Records to process =>
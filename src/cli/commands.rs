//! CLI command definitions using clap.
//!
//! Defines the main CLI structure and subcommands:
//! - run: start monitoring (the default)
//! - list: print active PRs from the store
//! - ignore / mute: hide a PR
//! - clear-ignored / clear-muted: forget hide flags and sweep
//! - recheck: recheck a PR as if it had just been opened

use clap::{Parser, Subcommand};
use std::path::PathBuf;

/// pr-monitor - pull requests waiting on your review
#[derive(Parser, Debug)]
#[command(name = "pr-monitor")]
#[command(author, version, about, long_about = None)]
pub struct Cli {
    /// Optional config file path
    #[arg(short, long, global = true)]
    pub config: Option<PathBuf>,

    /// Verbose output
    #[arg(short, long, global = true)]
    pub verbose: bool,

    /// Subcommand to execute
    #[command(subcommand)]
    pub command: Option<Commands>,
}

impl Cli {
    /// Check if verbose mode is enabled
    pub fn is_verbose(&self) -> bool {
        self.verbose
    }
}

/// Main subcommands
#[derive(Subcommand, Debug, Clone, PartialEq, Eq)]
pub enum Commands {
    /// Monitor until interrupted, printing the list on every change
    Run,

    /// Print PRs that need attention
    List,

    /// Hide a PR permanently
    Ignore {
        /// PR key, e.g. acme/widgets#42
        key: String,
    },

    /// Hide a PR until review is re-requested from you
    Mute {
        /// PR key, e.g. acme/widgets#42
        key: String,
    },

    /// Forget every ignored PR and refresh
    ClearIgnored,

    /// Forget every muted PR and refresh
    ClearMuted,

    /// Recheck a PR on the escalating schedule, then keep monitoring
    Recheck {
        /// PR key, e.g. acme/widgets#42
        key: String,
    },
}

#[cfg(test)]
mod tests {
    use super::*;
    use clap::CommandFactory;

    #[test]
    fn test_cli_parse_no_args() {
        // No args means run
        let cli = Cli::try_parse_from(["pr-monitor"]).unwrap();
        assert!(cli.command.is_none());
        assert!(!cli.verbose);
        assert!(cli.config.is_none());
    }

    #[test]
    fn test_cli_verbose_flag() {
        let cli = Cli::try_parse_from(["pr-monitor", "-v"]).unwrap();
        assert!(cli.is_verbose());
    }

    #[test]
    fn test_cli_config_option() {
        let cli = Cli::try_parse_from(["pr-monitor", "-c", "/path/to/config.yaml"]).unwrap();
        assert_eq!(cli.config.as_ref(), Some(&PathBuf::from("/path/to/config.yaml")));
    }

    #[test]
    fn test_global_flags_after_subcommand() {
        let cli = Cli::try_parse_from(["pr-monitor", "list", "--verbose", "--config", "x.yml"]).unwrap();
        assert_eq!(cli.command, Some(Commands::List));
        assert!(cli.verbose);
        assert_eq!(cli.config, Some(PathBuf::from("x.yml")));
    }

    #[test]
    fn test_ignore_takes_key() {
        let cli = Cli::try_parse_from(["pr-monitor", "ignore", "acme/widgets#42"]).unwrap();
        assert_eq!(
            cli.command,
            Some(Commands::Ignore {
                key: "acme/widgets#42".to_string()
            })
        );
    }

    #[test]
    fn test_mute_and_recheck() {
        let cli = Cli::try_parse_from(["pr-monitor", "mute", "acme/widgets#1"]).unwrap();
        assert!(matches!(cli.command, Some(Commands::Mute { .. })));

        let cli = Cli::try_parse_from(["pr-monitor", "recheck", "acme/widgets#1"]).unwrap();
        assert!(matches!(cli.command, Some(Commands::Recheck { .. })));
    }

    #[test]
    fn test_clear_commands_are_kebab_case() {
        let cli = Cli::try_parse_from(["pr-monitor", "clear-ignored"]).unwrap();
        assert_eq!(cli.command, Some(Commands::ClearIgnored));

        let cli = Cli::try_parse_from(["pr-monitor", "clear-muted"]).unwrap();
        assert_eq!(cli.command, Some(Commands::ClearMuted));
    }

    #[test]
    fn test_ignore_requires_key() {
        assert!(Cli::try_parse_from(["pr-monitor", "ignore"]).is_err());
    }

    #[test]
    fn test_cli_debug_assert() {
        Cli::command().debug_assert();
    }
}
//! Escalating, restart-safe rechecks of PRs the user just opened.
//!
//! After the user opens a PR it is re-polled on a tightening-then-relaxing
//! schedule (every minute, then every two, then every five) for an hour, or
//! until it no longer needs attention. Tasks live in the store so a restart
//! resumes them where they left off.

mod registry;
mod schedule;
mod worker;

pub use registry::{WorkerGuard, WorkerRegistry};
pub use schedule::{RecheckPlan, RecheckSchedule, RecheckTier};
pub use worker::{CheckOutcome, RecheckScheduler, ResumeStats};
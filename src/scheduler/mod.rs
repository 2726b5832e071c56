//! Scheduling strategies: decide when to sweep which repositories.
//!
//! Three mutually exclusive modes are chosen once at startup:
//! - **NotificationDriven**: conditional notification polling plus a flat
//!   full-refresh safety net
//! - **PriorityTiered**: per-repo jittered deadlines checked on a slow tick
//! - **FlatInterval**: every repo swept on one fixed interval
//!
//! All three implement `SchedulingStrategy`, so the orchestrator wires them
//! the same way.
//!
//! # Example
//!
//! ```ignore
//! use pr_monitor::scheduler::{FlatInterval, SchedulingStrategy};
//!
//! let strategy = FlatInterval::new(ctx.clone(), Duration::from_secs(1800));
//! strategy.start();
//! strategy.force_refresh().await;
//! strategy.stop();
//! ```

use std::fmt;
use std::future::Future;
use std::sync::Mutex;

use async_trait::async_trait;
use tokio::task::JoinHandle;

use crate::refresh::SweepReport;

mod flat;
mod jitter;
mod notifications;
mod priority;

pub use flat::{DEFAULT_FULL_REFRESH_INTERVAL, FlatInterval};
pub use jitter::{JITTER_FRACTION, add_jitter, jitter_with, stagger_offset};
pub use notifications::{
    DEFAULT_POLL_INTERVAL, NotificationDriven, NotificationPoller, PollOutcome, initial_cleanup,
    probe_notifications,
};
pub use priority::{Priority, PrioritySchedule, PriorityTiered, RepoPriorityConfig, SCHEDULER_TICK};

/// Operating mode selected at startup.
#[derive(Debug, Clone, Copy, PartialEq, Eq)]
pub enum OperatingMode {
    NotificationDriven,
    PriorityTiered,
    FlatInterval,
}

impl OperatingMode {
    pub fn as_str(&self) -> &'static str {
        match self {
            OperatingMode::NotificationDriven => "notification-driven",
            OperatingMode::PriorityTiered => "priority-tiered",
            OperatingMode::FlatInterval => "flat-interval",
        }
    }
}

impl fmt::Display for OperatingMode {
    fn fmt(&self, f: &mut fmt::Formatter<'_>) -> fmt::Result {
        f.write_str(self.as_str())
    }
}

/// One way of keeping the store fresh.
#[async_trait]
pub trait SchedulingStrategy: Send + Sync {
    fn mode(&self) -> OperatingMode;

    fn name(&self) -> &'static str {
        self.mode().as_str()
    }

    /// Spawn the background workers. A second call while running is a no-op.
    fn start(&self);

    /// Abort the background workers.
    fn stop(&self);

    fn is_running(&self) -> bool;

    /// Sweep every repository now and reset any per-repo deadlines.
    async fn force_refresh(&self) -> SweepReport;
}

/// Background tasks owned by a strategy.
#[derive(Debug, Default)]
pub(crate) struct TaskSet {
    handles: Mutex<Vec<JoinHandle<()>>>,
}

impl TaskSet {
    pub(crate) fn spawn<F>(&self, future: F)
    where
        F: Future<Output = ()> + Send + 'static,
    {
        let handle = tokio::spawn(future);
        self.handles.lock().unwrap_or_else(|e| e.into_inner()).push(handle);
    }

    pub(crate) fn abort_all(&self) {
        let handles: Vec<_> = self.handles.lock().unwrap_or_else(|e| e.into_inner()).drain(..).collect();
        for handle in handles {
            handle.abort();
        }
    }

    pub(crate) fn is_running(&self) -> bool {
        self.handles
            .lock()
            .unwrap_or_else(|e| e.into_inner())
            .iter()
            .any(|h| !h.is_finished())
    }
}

To do => Take the line above containing "is a no-op.", the line containing "let handle = tokio::spawn(future);", and all lines in between, and copy them exactly without anything else.

Answer section =>
    /// Spawn the background workers. A second call while running is a no-op.
    fn start(&self);

    /// Abort the background workers.
    fn stop(&self);

    fn is_running(&self) -> bool;

    /// Sweep every repository now and reset any per-repo deadlines.
    async fn force_refresh(&self) -> SweepReport;
}

/// Background tasks owned by a strategy.
#[derive(Debug, Default)]
pub(crate) struct TaskSet {
    handles: Mutex<Vec<JoinHandle<()>>>,
}

impl TaskSet {
    pub(crate) fn spawn<F>(&self, future: F)
    where
        F: Future<Output = ()> + Send + 'static,
    {
        let handle = tokio::spawn(future);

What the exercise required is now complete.